3) Istirahat. Salah satu cara untuk mengurangi rasa sakit yang disebabkan oleh DOMS adalah dengan
melakukan istirahat total setelah terasa nyeri setelah berolahraga. Melalui istirahat yang dilakukan
selama ± 5 hari dapat mengurangi rasa sakit yang ditimbulkan oleh DOMS. Istirahat yang dilakukan
dengan tidak melakukan aktivitas olahraga termasuk penguluran sehingga otot beristirahat. DOMS
biasanya hanya terasa selama 24-72 jam setelah berlatih (Rensburg et al. 2015). Berdasarkan
lamanya terasa DOMS dapat diketahui istirahat dapat mengurangi rasa sakit yang ditimbulkan oleh
DOMS setelah melakukan latihan secara berat.,

4) Kompres Es. Pemberian kompres es merupakan salah satu sarana untuk mengurangi adanya
peradangan pada bagian otot tertentu setelah melakukan aktivitas berat.

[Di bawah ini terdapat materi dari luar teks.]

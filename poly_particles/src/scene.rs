use tracing::info;

use crate::{
    container::Container,
    debug_lines::{grid_outline, DebugLine},
    error::{require_positive, GeometryError},
    particles::{InstanceRaw, ParticleConfig, ParticleState},
    poly_mesh::{MeshVertexRaw, PolyMesh, PolygonMeshBuilder},
    sparse_grid::SparseGrid,
};

pub const DEFAULT_SUBGRID_LENGTH: u32 = 4;
pub const DEFAULT_CELL_SIZE: f32 = 1.0;

#[derive(Debug, Clone, Copy, PartialEq)]
pub struct SceneConfig {
    pub particles: ParticleConfig,
    pub container: Container,
    /// Cells per grid block, also the block spacing in world units
    pub subgrid_length: u32,
    /// Only used to size the debug outline of a block
    pub cell_size: f32,
}

impl Default for SceneConfig {
    fn default() -> Self {
        Self {
            particles: ParticleConfig::default(),
            container: Container::default(),
            subgrid_length: DEFAULT_SUBGRID_LENGTH,
            cell_size: DEFAULT_CELL_SIZE,
        }
    }
}

/// Everything one instanced draw call needs, borrowed from the scene.
#[derive(Debug, Clone, Copy)]
pub struct DrawBatch<'a> {
    pub vertices: &'a [MeshVertexRaw],
    pub indices: &'a [u32],
    pub instances: &'a [InstanceRaw],
    pub instance_count: u32,
}

/// Built once; every accessor afterwards is read only.
#[derive(Debug, Clone)]
pub struct ParticleScene {
    config: SceneConfig,
    mesh: PolyMesh,
    mesh_vertex_data: Vec<MeshVertexRaw>,
    particle_state: ParticleState,
    grid: SparseGrid,
}

impl ParticleScene {
    pub fn new(config: SceneConfig) -> Result<Self, GeometryError> {
        require_positive("cell_size", config.cell_size)?;

        let mesh = PolygonMeshBuilder::new(
            config.particles.particle_radius,
            config.particles.particle_sides,
        )
        .build()?;
        let mesh_vertex_data = mesh.to_vertex_data();

        let particle_state = ParticleState::spawn(&config.particles, &config.container)?;

        let grid = SparseGrid::new(config.container.bounds_size, config.subgrid_length)?;

        info!(
            "scene ready: {} particles, {}-gon mesh, {} grid blocks",
            particle_state.len(),
            mesh.vertices.len(),
            grid.len()
        );

        Ok(Self {
            config,
            mesh,
            mesh_vertex_data,
            particle_state,
            grid,
        })
    }

    pub fn config(&self) -> &SceneConfig {
        &self.config
    }

    pub fn mesh(&self) -> &PolyMesh {
        &self.mesh
    }

    pub fn particles(&self) -> &ParticleState {
        &self.particle_state
    }

    pub fn grid(&self) -> &SparseGrid {
        &self.grid
    }

    pub fn draw_batch(&self) -> DrawBatch<'_> {
        let instances = self.particle_state.instance_data();
        DrawBatch {
            vertices: &self.mesh_vertex_data,
            indices: &self.mesh.triangles,
            instances,
            instance_count: instances.len() as u32,
        }
    }

    /// Container outline followed by the grid block outlines
    pub fn debug_lines(&self) -> Vec<DebugLine> {
        let mut lines = self.config.container.outline().to_vec();
        lines.extend(grid_outline(&self.grid, self.config.cell_size));
        lines
    }
}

Kompres es yang diberikan
setelah melakukan latihan dapat mengurangi adanya rasa sakit setelah melakukan latihan.
Mekanisme pengurangan rasa nyeri akibat DOMS dapat ditunjukkan yakni pemberian es yang dapat
mempersempit pembuluh darah dan mempercepat proses pemulihan dengan mengurangi
peradangan yang terjadi pada otot yang bekerja terlalu berat.